[[ DATA PROVIDED open ]]

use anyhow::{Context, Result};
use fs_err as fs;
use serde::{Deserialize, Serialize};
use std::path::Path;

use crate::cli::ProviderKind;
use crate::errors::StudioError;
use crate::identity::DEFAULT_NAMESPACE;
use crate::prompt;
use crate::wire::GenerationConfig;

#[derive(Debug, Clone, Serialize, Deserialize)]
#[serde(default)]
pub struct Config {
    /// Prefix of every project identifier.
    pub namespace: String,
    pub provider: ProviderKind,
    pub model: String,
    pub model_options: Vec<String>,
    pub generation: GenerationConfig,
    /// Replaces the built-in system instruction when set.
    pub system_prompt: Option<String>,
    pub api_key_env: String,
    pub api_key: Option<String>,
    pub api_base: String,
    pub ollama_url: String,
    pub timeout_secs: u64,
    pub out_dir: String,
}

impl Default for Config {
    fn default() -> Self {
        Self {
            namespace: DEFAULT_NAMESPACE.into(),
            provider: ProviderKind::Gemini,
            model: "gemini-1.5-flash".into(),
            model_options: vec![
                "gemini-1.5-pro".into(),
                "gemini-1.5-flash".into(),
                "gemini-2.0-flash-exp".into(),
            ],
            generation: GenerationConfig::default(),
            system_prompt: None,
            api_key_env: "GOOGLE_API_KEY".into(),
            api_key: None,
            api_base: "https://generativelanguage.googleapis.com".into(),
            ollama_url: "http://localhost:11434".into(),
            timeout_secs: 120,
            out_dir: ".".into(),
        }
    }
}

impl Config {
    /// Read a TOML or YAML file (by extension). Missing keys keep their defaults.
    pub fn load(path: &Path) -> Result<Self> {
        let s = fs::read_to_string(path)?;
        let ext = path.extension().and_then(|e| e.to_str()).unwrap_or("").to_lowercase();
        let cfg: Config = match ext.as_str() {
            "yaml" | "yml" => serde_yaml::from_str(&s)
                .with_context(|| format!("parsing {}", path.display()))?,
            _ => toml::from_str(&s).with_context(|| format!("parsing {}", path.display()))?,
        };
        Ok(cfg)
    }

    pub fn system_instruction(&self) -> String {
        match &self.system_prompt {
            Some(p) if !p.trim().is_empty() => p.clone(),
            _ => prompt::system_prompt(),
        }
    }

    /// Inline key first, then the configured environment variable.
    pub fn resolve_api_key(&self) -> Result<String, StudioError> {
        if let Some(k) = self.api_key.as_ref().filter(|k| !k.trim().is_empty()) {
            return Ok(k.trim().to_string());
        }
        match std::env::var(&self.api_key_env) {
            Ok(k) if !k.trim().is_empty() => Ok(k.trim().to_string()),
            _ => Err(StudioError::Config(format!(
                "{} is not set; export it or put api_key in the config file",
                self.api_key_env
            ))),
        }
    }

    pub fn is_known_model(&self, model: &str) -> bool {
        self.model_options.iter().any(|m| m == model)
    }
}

[[ DATA PROVIDED closed ]]

PROBLEM TO SOLVE »
Wherever the string "crate" appears in the data above, copy the line it sits in.

ANSWER »
use crate::cli::ProviderKind;
use crate::errors::StudioError;
use crate::identity::DEFAULT_NAMESPACE;
use crate::prompt;
use crate::wire::GenerationConfig;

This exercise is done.